L’Allemagne mobilise 9 milliards d’euros pour sauver Lufthansa
Après de longues tractations, le gouvernement allemand a donné son accord au plan de sauvetage de Lufthansa. Le montant total de l’aide s'élève à 9 milliards d’euros, dont 4,7 milliards de fonds propres.
L’Etat va ainsi devenir actionnaire de la compagnie aérienne à hauteur de 20% mais sans droits de vote, par l’intermédiaire du Fonds de stabilisation économique (FSE). Sa participation est illimitée dans le temps et peut être résiliée par l’entreprise tous les trimestres, en tout ou en partie. Cette participation sera rémunérée à hauteur de 4 % pour les années 2020 et 2021, avant d’augmenter par la suite pour monter jusqu'à 9,5 % en 2027.
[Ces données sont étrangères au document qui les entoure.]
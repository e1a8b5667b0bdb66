//! Piece reconciliation
//!
//! Classifier workers deliver the events read from each screenshot as a
//! fragment keyed by `(piece_index, is_last)`. Fragments arrive in any order.
//! The [`Reconciler`] keeps one [`PendingAssembly`] per match and, the moment
//! a match becomes complete, assembles it into a [`MatchTimeline`]:
//!
//! ```text
//! deliveries ──▶ PendingAssembly ──complete?──▶ sort by index
//!                                               ──▶ drop boundary overlap
//!                                               ──▶ derive elapsed time
//!                                               ──▶ MatchTimeline (once)
//! ```
//!
//! A match is complete iff some piece `N` is marked last and every index
//! `1..=N` is present. A lost piece therefore blocks its match for good.
//!
//! The reconciler is plain data; callers hold it behind a lock and pass
//! `&mut Reconciler` into [`Reconciler::deliver`], which is the whole critical
//! section.

mod elapsed;
mod overlap;

use std::collections::{BTreeMap, BTreeSet};

use hashbrown::{HashMap, HashSet};
use serde::{Deserialize, Serialize};
use tracing::{debug, warn};

use crate::timeline::{MatchId, MatchTimeline, RawEvent};

pub use elapsed::{StartClockPolicy, derive_elapsed, start_clock_reference};
pub use overlap::{DEFAULT_OVERLAP_WINDOW, concat_pieces, overlap_len};

/// Position of one screenshot within its match
#[derive(Debug, Clone, Copy, PartialEq, Eq, Hash, PartialOrd, Ord, Serialize, Deserialize)]
pub struct FragmentKey {
    /// 1-based capture order
    pub piece_index: u32,
    /// Set on the final screenshot of the match
    pub is_last: bool,
}

impl FragmentKey {
    pub fn new(piece_index: u32, is_last: bool) -> Self {
        Self {
            piece_index,
            is_last,
        }
    }
}

/// One classified piece as stored in a fragment dump
#[derive(Debug, Clone, PartialEq, Serialize, Deserialize)]
pub struct FragmentRecord {
    pub piece_index: u32,
    #[serde(default)]
    pub is_last: bool,
    /// `None` for a piece whose classification failed
    #[serde(default)]
    pub events: Option<Vec<RawEvent>>,
}

impl FragmentRecord {
    pub fn key(&self) -> FragmentKey {
        FragmentKey::new(self.piece_index, self.is_last)
    }
}

/// Assembly settings
#[derive(Debug, Clone, Copy, PartialEq, Eq, Serialize, Deserialize)]
#[serde(default)]
pub struct AssemblyConfig {
    /// Longest boundary run considered for overlap removal
    pub overlap_window: usize,
    pub start_clock: StartClockPolicy,
}

impl Default for AssemblyConfig {
    fn default() -> Self {
        Self {
            overlap_window: DEFAULT_OVERLAP_WINDOW,
            start_clock: StartClockPolicy::default(),
        }
    }
}

#[derive(Debug, Clone)]
struct Piece {
    is_last: bool,
    events: Vec<RawEvent>,
}

/// Fragments received so far for one match
#[derive(Debug, Clone, Default)]
pub struct PendingAssembly {
    pieces: BTreeMap<u32, Piece>,
    lost: BTreeSet<u32>,
}

impl PendingAssembly {
    /// Store a fragment; a repeat delivery for the same index replaces the old one
    pub fn insert(&mut self, key: FragmentKey, events: Vec<RawEvent>) {
        self.lost.remove(&key.piece_index);
        self.pieces.insert(
            key.piece_index,
            Piece {
                is_last: key.is_last,
                events,
            },
        );
    }

    /// Note a piece whose classification failed
    ///
    /// Recorded for reporting only; it never counts toward completeness.
    pub fn mark_lost(&mut self, piece_index: u32) {
        if !self.pieces.contains_key(&piece_index) {
            self.lost.insert(piece_index);
        }
    }

    /// Terminal index `N` if the match is complete through `1..=N`
    ///
    /// Index 0 is never a valid terminal piece.
    pub fn complete_through(&self) -> Option<u32> {
        self.pieces
            .iter()
            .filter(|(index, piece)| piece.is_last && **index >= 1)
            .map(|(index, _)| *index)
            .find(|&last| self.pieces.range(1..=last).count() == last as usize)
    }

    pub fn is_complete(&self) -> bool {
        self.complete_through().is_some()
    }

    /// Indexes received so far, ascending
    pub fn received(&self) -> Vec<u32> {
        self.pieces.keys().copied().collect()
    }

    /// Indexes whose classification failed, ascending
    pub fn lost(&self) -> Vec<u32> {
        self.lost.iter().copied().collect()
    }

    /// Event lists for pieces `1..=last`, in index order
    fn into_ordered_events(self, last: u32) -> Vec<Vec<RawEvent>> {
        self.pieces
            .into_iter()
            .filter(|(index, _)| *index <= last)
            .map(|(_, piece)| piece.events)
            .collect()
    }
}

/// Outcome of a single delivery
#[derive(Debug, Clone, PartialEq)]
pub enum Delivery {
    /// Stored; the match still has missing pieces
    Pending,
    /// The match just completed. `None` if its pieces held no events at all.
    Completed(Option<MatchTimeline>),
    /// Not stored: bad index, or the match already completed
    Ignored,
}

/// A match that never completed
#[derive(Debug, Clone, PartialEq, Eq, Serialize, Deserialize)]
pub struct AbandonedMatch {
    pub match_id: MatchId,
    pub received: Vec<u32>,
    pub lost: Vec<u32>,
}

/// Registry of in-flight matches
///
/// Owns every [`PendingAssembly`]; entries are created on the first fragment
/// for a match and removed when it completes.
#[derive(Debug, Default)]
pub struct Reconciler {
    config: AssemblyConfig,
    pending: HashMap<MatchId, PendingAssembly>,
    finished: HashSet<MatchId>,
    start_clocks: HashMap<MatchId, f32>,
}

impl Reconciler {
    pub fn new(config: AssemblyConfig) -> Self {
        Self {
            config,
            ..Self::default()
        }
    }

    pub fn config(&self) -> &AssemblyConfig {
        &self.config
    }

    /// Record the header start clock for a match
    ///
    /// Only consulted under [`StartClockPolicy::PreferHeader`].
    pub fn register_start_clock(&mut self, match_id: &MatchId, secs: f32) {
        self.start_clocks.insert(match_id.clone(), secs);
    }

    /// Insert a fragment and assemble the match if it is now complete
    pub fn deliver(
        &mut self,
        match_id: &MatchId,
        key: FragmentKey,
        events: Vec<RawEvent>,
    ) -> Delivery {
        if key.piece_index == 0 {
            warn!(%match_id, "dropping fragment with piece index 0");
            return Delivery::Ignored;
        }
        if self.finished.contains(match_id) {
            debug!(%match_id, piece = key.piece_index, "fragment for completed match ignored");
            return Delivery::Ignored;
        }

        let pending = self.pending.entry(match_id.clone()).or_default();
        pending.insert(key, events);

        let Some(last) = pending.complete_through() else {
            return Delivery::Pending;
        };

        let Some(pending) = self.pending.remove(match_id) else {
            return Delivery::Pending;
        };
        self.finished.insert(match_id.clone());

        let extra = pending.pieces.keys().filter(|&&index| index > last).count();
        if extra > 0 {
            warn!(%match_id, last, extra, "ignoring pieces past the last marker");
        }

        let header_clock = self.start_clocks.remove(match_id);
        let timeline = assemble(pending.into_ordered_events(last), header_clock, &self.config);
        debug!(
            %match_id,
            pieces = last,
            events = timeline.as_ref().map_or(0, MatchTimeline::len),
            "match assembled"
        );
        Delivery::Completed(timeline)
    }

    /// Note a piece that failed classification
    pub fn record_lost(&mut self, match_id: &MatchId, piece_index: u32) {
        if self.finished.contains(match_id) {
            return;
        }
        warn!(%match_id, piece = piece_index, "piece lost; match cannot complete");
        self.pending
            .entry(match_id.clone())
            .or_default()
            .mark_lost(piece_index);
    }

    pub fn is_pending(&self, match_id: &MatchId) -> bool {
        self.pending.contains_key(match_id)
    }

    pub fn is_finished(&self, match_id: &MatchId) -> bool {
        self.finished.contains(match_id)
    }

    pub fn pending_count(&self) -> usize {
        self.pending.len()
    }

    /// Drain every still-pending match, sorted by id
    ///
    /// Ends the batch: finished ids and registered clocks are forgotten too,
    /// so the same reconciler can serve the next batch.
    pub fn abandon_all(&mut self) -> Vec<AbandonedMatch> {
        let mut abandoned: Vec<AbandonedMatch> = self
            .pending
            .drain()
            .map(|(match_id, pending)| AbandonedMatch {
                match_id,
                received: pending.received(),
                lost: pending.lost(),
            })
            .collect();
        abandoned.sort_by(|a, b| a.match_id.cmp(&b.match_id));
        self.start_clocks.clear();
        self.finished.clear();
        abandoned
    }
}

/// Build a timeline from ordered piece event lists
pub fn assemble(
    pieces: Vec<Vec<RawEvent>>,
    header_clock: Option<f32>,
    config: &AssemblyConfig,
) -> Option<MatchTimeline> {
    let events = concat_pieces(pieces, config.overlap_window);
    MatchTimeline::new(derive_elapsed(events, header_clock, config.start_clock))
}
//! Reconcile command - replay a recorded fragment dump through assembly and validation
//!
//! The dump is a JSON array of pieces as the classifier produced them:
//!
//! ```json
//! [
//!   { "piece_index": 1, "events": [ ... ] },
//!   { "piece_index": 2, "events": null },
//!   { "piece_index": 3, "is_last": true, "events": [ ... ] }
//! ]
//! ```
//!
//! `"events": null` marks a piece whose classification failed.

use std::fs;
use std::path::{Path, PathBuf};

use anyhow::{Context, Result, bail};
use clap::Args;
use serde::Serialize;
use spyglass_core::config;
use spyglass_core::pipeline::read_header;
use spyglass_core::reconcile::{
    AbandonedMatch, AssemblyConfig, Delivery, FragmentRecord, Reconciler, StartClockPolicy,
};
use spyglass_core::timeline::{MatchId, MatchTimeline};
use spyglass_core::{Coherency, validate};
use spyglass_header::MatchHeader;
use tracing::info;

/// Arguments for the reconcile command
#[derive(Args)]
pub struct ReconcileArgs {
    /// Replay file the fragments belong to
    pub replay: PathBuf,

    /// JSON fragment dump
    pub fragments: PathBuf,

    /// Print the full result as JSON
    #[arg(long)]
    pub json: bool,

    /// Measure elapsed time from the header's start clock
    #[arg(long)]
    pub prefer_header_clock: bool,
}

#[derive(Debug, Serialize)]
struct Report {
    header: MatchHeader,
    violations: Coherency,
    timeline: Option<MatchTimeline>,
    abandoned: Option<AbandonedMatch>,
}

/// Execute the reconcile command
pub fn execute(args: ReconcileArgs) -> Result<()> {
    let header = read_header(&args.replay)?;
    let fragments = read_fragments(&args.fragments)?;

    let mut assembly = config::load().assembly;
    if args.prefer_header_clock {
        assembly.start_clock = StartClockPolicy::PreferHeader;
    }

    let outcome = reconcile(header, fragments, assembly);

    if args.json {
        println!("{}", serde_json::to_string_pretty(&outcome)?);
    } else {
        print_summary(&outcome);
    }

    if !outcome.violations.is_coherent() {
        bail!("timeline rejected: {}", outcome.violations);
    }
    Ok(())
}

fn read_fragments(path: &Path) -> Result<Vec<FragmentRecord>> {
    let content =
        fs::read_to_string(path).with_context(|| format!("failed to read {}", path.display()))?;
    serde_json::from_str(&content).with_context(|| format!("failed to parse {}", path.display()))
}

fn reconcile(
    header: MatchHeader,
    fragments: Vec<FragmentRecord>,
    assembly: AssemblyConfig,
) -> Report {
    let match_id = MatchId(header.uuid.clone());
    let mut reconciler = Reconciler::new(assembly);
    if let Some(clock) = header.start_clock_secs {
        reconciler.register_start_clock(&match_id, clock as f32);
    }

    let mut timeline = None;
    for fragment in fragments {
        let key = fragment.key();
        match fragment.events {
            Some(events) => {
                if let Delivery::Completed(assembled) = reconciler.deliver(&match_id, key, events) {
                    timeline = assembled;
                }
            }
            None => reconciler.record_lost(&match_id, key.piece_index),
        }
    }

    let abandoned = reconciler.abandon_all().into_iter().next();
    let violations = validate(timeline.as_ref(), &header);
    info!(%match_id, %violations, "reconciled");

    Report {
        header,
        violations,
        timeline,
        abandoned,
    }
}

fn print_summary(outcome: &Report) {
    println!("{}", crate::decode::summarize(&outcome.header));
    match &outcome.timeline {
        Some(timeline) => println!(
            "  timeline: {} events, {:.1}s elapsed at last event",
            timeline.len(),
            timeline.last().elapsed
        ),
        None => println!("  timeline: none"),
    }
    if let Some(abandoned) = &outcome.abandoned {
        println!(
            "  incomplete: received pieces {:?}, lost {:?}",
            abandoned.received, abandoned.lost
        );
    }
    println!("  coherency: {}", outcome.violations);
}
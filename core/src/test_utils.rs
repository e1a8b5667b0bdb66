//! Shared test fixtures for unit and integration tests
//!
//! One small, coherent match: a v5 header and the timeline that agrees with it.

use spyglass_header::{MatchHeader, Mission, decode};

use crate::reconcile::{FragmentKey, StartClockPolicy, derive_elapsed};
use crate::timeline::{
    ActionTest, Actor, BookColor, Character, MatchTimeline, RawEvent, Role, TimelineCategory,
};

// ============================================================================
// Header fixture
// ============================================================================

const BALLROOM: u32 = 0x5B12_1925;

/// v5 header bytes: k3 on Ballroom, 4 guests, 120 second clock
pub fn fixture_header_bytes() -> Vec<u8> {
    fixture_header_bytes_with_uuid([0x11; 16])
}

/// Same header with a caller-chosen 16-byte id
pub fn fixture_header_bytes_with_uuid(uuid: [u8; 16]) -> Vec<u8> {
    fn put_u32(buf: &mut [u8], offset: usize, value: u32) {
        buf[offset..offset + 4].copy_from_slice(&value.to_le_bytes());
    }

    let mut buf = vec![0u8; 0x64];
    buf[0..4].copy_from_slice(b"RPLY");
    buf[0x04] = 5;
    buf[0x14..0x18].copy_from_slice(&95.4f32.to_le_bytes());
    buf[0x18..0x28].copy_from_slice(&uuid);
    put_u32(&mut buf, 0x28, 1_700_000_000);
    buf[0x2C..0x2E].copy_from_slice(&1u16.to_le_bytes());
    buf[0x2E] = 9;
    buf[0x2F] = 12;
    put_u32(&mut buf, 0x34, 0);
    put_u32(&mut buf, 0x38, 3);
    put_u32(&mut buf, 0x3C, BALLROOM);
    buf[0x40] = 0b0010_0011;
    buf[0x44] = 0b0010_0011;
    buf[0x48] = 0b0010_0001;
    put_u32(&mut buf, 0x4C, 4);
    put_u32(&mut buf, 0x50, 120);
    buf.extend_from_slice(b"spyplayersniperplayer");
    buf
}

pub fn fixture_header() -> MatchHeader {
    decode(&fixture_header_bytes()).expect("fixture header decodes")
}

// ============================================================================
// Timeline fixture
// ============================================================================

fn cast(role: Role, character: Character, text: &str) -> RawEvent {
    RawEvent::new(Actor::Game, 120.0, text, TimelineCategory::CAST)
        .with_cast(Some(role), Some(character))
}

fn mission(category: TimelineCategory, mission: Mission, text: &str) -> RawEvent {
    RawEvent::new(Actor::Game, 120.0, text, category).with_mission(mission)
}

/// Events of the fixture match, in timeline order
///
/// Includes a time extension at 78.0 after which the clock jumps to 121.0.
pub fn fixture_events() -> Vec<RawEvent> {
    use TimelineCategory as C;

    vec![
        cast(Role::Spy, Character::Plain, "spy cast."),
        cast(Role::Ambassador, Character::Duke, "ambassador cast."),
        cast(Role::DoubleAgent, Character::Teal, "double agent cast."),
        cast(Role::SeductionTarget, Character::Helen, "seduction target cast."),
        mission(C::MISSION_SELECTED, Mission::BugAmbassador, "bug ambassador selected."),
        mission(C::MISSION_SELECTED, Mission::ContactDoubleAgent, "contact double agent selected."),
        mission(C::MISSION_SELECTED, Mission::SeduceTarget, "seduce target selected."),
        mission(C::MISSION_ENABLED, Mission::BugAmbassador, "bug ambassador enabled."),
        mission(C::MISSION_ENABLED, Mission::ContactDoubleAgent, "contact double agent enabled."),
        mission(C::MISSION_ENABLED, Mission::SeduceTarget, "seduce target enabled."),
        RawEvent::new(Actor::Game, 120.0, "game started.", C::GAME_START),
        RawEvent::new(Actor::Sniper, 110.5, "marked suspicious.", C::SNIPER_LIGHTS),
        RawEvent::new(Actor::Spy, 101.2, "action test green: seduce target", C::ACTION_TEST)
            .with_mission(Mission::SeduceTarget)
            .with_action_test(ActionTest::Green),
        mission(C::MISSION_COMPLETE, Mission::SeduceTarget, "target seduced.").at(95.0),
        RawEvent::new(
            Actor::Spy,
            80.0,
            "action triggered: check watch",
            C::ACTION_TRIGGERED | C::WATCH_CHECK,
        ),
        RawEvent::new(Actor::Spy, 78.0, "45 seconds added to match.", C::TIME_ADD),
        mission(C::MISSION_COMPLETE, Mission::BugAmbassador, "bugged ambassador while walking.")
            .at(121.0),
        RawEvent::new(Actor::Spy, 115.0, "put book on bookcase.", C::BOOKS)
            .with_books(&[Some(BookColor::Blue), Some(BookColor::Blue)]),
        RawEvent::new(Actor::Spy, 100.0, "spoke with double agent.", C::CONVERSATION),
        RawEvent::new(Actor::Game, 90.0, "game ended.", C::GAME_END),
    ]
}

trait At {
    fn at(self, time_remaining: f32) -> Self;
}

impl At for RawEvent {
    fn at(mut self, time_remaining: f32) -> Self {
        self.time_remaining = time_remaining;
        self
    }
}

/// Wrap events as a timeline using the first remaining time as start clock
pub fn timeline_from(events: Vec<RawEvent>) -> MatchTimeline {
    MatchTimeline::new(derive_elapsed(events, None, StartClockPolicy::FirstObserved))
        .expect("non-empty fixture timeline")
}

pub fn fixture_timeline() -> MatchTimeline {
    timeline_from(fixture_events())
}

/// The fixture timeline as three overlapping screenshot pieces
pub fn fixture_pieces() -> Vec<(FragmentKey, Vec<RawEvent>)> {
    let events = fixture_events();
    vec![
        (FragmentKey::new(1, false), events[0..8].to_vec()),
        (FragmentKey::new(2, false), events[6..15].to_vec()),
        (FragmentKey::new(3, true), events[13..].to_vec()),
    ]
}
En outre, le FSE souscrira à une augmentation de capital, au prix de 2,56 euros par action, pour un apport en espèces d’environ 300 millions d’euros. Le FSE pourra augmenter sa participation à 25% plus une action en cas de rachat de la société via des obligations convertibles.
Pas de dividendes
Lufthansa bénéficiera également d’un crédit syndiqué allant jusqu'à 3 milliards d’euros, d’une maturité de 3 ans, apporté par la banque publique KfW et des banques privées.
L’accord prévoit plusieurs conditions, notamment la renonciation au versement de dividendes futurs et des restrictions sur la rémunération des dirigeants. En outre, deux sièges du conseil de surveillance doivent être pourvus en accord avec le gouvernement allemand, dont l’un doit devenir membre du comité d’audit.
Ce plan d’aide doit encore recevoir l’aval du conseil de surveillance de la compagnie et de la Commission européenne.
D’autres compagnies aériennes ont déjà obtenu des aides d’Etat, comme Air France-KLM ou les américaines American Airlines, United Airlines et Delta Air Lines.